What I remember comes in fragments
“What I remember comes in fragments. A doctor. An ambulance. The brief, oddly specific image of my wool sock falling into the gutter as I was carried out. Sirens. Then nothing.
“I regained consciousness two weeks later, in the new year.
“The room was unfamiliar in a subtle way, quiet, clinical, filled with cards and flowers that suggested time had passed without me. There was an IV in my arm. My body felt markedly different; I could feel the outline of my bones in a way that was both physical and disorienting.
Intervening period absent
“The intervening period – intensive care, the life support, the interventions – was entirely absent from my memory. It had been touch and go for the first 48 hours.

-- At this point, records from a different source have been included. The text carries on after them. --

//! Content-based media type detection.
//!
//! Looks only at the first [`SNIFF_LEN`] bytes and never at the file name.
//! The signature table follows the web content-sniffing rules the authority
//! applies, so a file is labelled the same on both sides.

/// Number of leading bytes considered.
pub const SNIFF_LEN: usize = 512;

pub const TEXT_PLAIN_UTF8: &str = "text/plain; charset=utf-8";
pub const OCTET_STREAM: &str = "application/octet-stream";
pub const IMAGE_PNG: &str = "image/png";

/// Leading-byte signatures, checked in order.
const PREFIXES: &[(&[u8], &str)] = &[
    (b"<?xml", "text/xml; charset=utf-8"),
    (b"%PDF-", "application/pdf"),
    (b"%!PS-Adobe-", "application/postscript"),
    (b"\xFE\xFF", "text/plain; charset=utf-16be"),
    (b"\xFF\xFE", "text/plain; charset=utf-16le"),
    (b"\xEF\xBB\xBF", TEXT_PLAIN_UTF8),
    (b"\x00\x00\x01\x00", "image/x-icon"),
    (b"\x00\x00\x02\x00", "image/x-icon"),
    (b"BM", "image/bmp"),
    (b"GIF87a", "image/gif"),
    (b"GIF89a", "image/gif"),
    (b"\x89PNG\x0D\x0A\x1A\x0A", IMAGE_PNG),
    (b"\xFF\xD8\xFF", "image/jpeg"),
    (b"\x1F\x8B\x08", "application/x-gzip"),
    (b"PK\x03\x04", "application/zip"),
    (b"Rar!\x1A\x07\x00", "application/x-rar-compressed"),
    (b"\x00asm", "application/wasm"),
];

/// HTML openers, matched case-insensitively after leading whitespace and
/// followed by a space or `>`.
const HTML_TAGS: &[&[u8]] = &[
    b"<!DOCTYPE HTML",
    b"<HTML",
    b"<HEAD",
    b"<SCRIPT",
    b"<IFRAME",
    b"<H1",
    b"<DIV",
    b"<FONT",
    b"<TABLE",
    b"<A",
    b"<STYLE",
    b"<TITLE",
    b"<B",
    b"<BODY",
    b"<BR",
    b"<P",
    b"<!--",
];

/// Detect the media type of a payload from its content.
pub fn detect_media_type(data: &[u8]) -> &'static str {
    let data = &data[..data.len().min(SNIFF_LEN)];

    if is_html(data) {
        return "text/html; charset=utf-8";
    }

    if let Some((_, mime)) = PREFIXES.iter().find(|(sig, _)| data.starts_with(sig)) {
        return *mime;
    }

    if data.len() >= 14 && &data[..4] == b"RIFF" && &data[8..14] == b"WEBPVP" {
        return "image/webp";
    }

    if data.iter().any(|&b| is_binary_byte(b)) {
        OCTET_STREAM
    } else {
        TEXT_PLAIN_UTF8
    }
}

fn is_html(data: &[u8]) -> bool {
    let start = data
        .iter()
        .position(|b| !is_whitespace(*b))
        .unwrap_or(data.len());
    let data = &data[start..];

    HTML_TAGS.iter().any(|tag| {
        data.len() > tag.len()
            && data[..tag.len()].eq_ignore_ascii_case(tag)
            && matches!(data[tag.len()], b' ' | b'>')
    })
}

fn is_whitespace(b: u8) -> bool {
    matches!(b, b'\t' | b'\n' | b'\x0C' | b'\r' | b' ')
}

fn is_binary_byte(b: u8) -> bool {
    matches!(b, 0x00..=0x08 | 0x0B | 0x0E..=0x1A | 0x1C..=0x1F)
}

#[cfg(test)]
mod tests {
    use super::*;

    #[test]
    fn test_png_detected_from_content() {
        let mut png = b"\x89PNG\r\n\x1a\n".to_vec();
        png.extend_from_slice(&[0u8; 32]);
        assert_eq!(detect_media_type(&png), IMAGE_PNG);
    }

    #[test]
    fn test_text_and_json_are_plain_text() {
        assert_eq!(detect_media_type(b"hello world\n"), TEXT_PLAIN_UTF8);
        assert_eq!(detect_media_type(br#"{"month":1}"#), TEXT_PLAIN_UTF8);
        assert_eq!(detect_media_type(b""), TEXT_PLAIN_UTF8);
    }

    #[test]
    fn test_binary_fallback() {
        assert_eq!(detect_media_type(&[0x01, 0x02, 0x03]), OCTET_STREAM);
    }

    #[test]
    fn test_known_signatures() {
        assert_eq!(detect_media_type(b"%PDF-1.7 ..."), "application/pdf");
        assert_eq!(detect_media_type(b"GIF89a\x01\x00"), "image/gif");
        assert_eq!(detect_media_type(b"\xFF\xD8\xFF\xE0"), "image/jpeg");
        assert_eq!(detect_media_type(b"PK\x03\x04rest"), "application/zip");
        assert_eq!(detect_media_type(b"RIFF\x00\x00\x00\x00WEBPVP8 "), "image/webp");
    }

    #[test]
    fn test_html_needs_terminator() {
        assert_eq!(
            detect_media_type(b"  <html><body></body></html>"),
            "text/html; charset=utf-8"
        );
        assert_eq!(
            detect_media_type(b"<!doctype html>"),
            "text/html; charset=utf-8"
        );
        // "<a" followed by a letter is not an anchor tag.
        assert_eq!(detect_media_type(b"<abc"), TEXT_PLAIN_UTF8);
    }

    #[test]
    fn test_binary_beyond_sniff_window_ignored() {
        let mut data = vec![b'a'; SNIFF_LEN];
        data.push(0x00);
        assert_eq!(detect_media_type(&data), TEXT_PLAIN_UTF8);
    }
}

“There is a particular strangeness in missing your own critical illness.
“At that point, my instinct was simple – to return to normal life as quickly as possible. To study, to work, to resume what had been interrupted. Survival felt like an endpoint.
“It wasn’t.
Much longer process
“It was the beginning of a much longer process – one that is less visible, less clearly defined, and far more complex than the acute event itself.
“I later heard that this outbreak was isolated to four young adults. I had not knowingly met the other three. One was found dead having not received medical care and one was left paraplegic. The other I didn’t hear the outcome.
“The NHS are amazing for emergency care and I am forever grateful to them for saving my life, but it is extremely sad to witness that in 2026 we are still having outbreaks and teenagers are not routinely vaccinated.”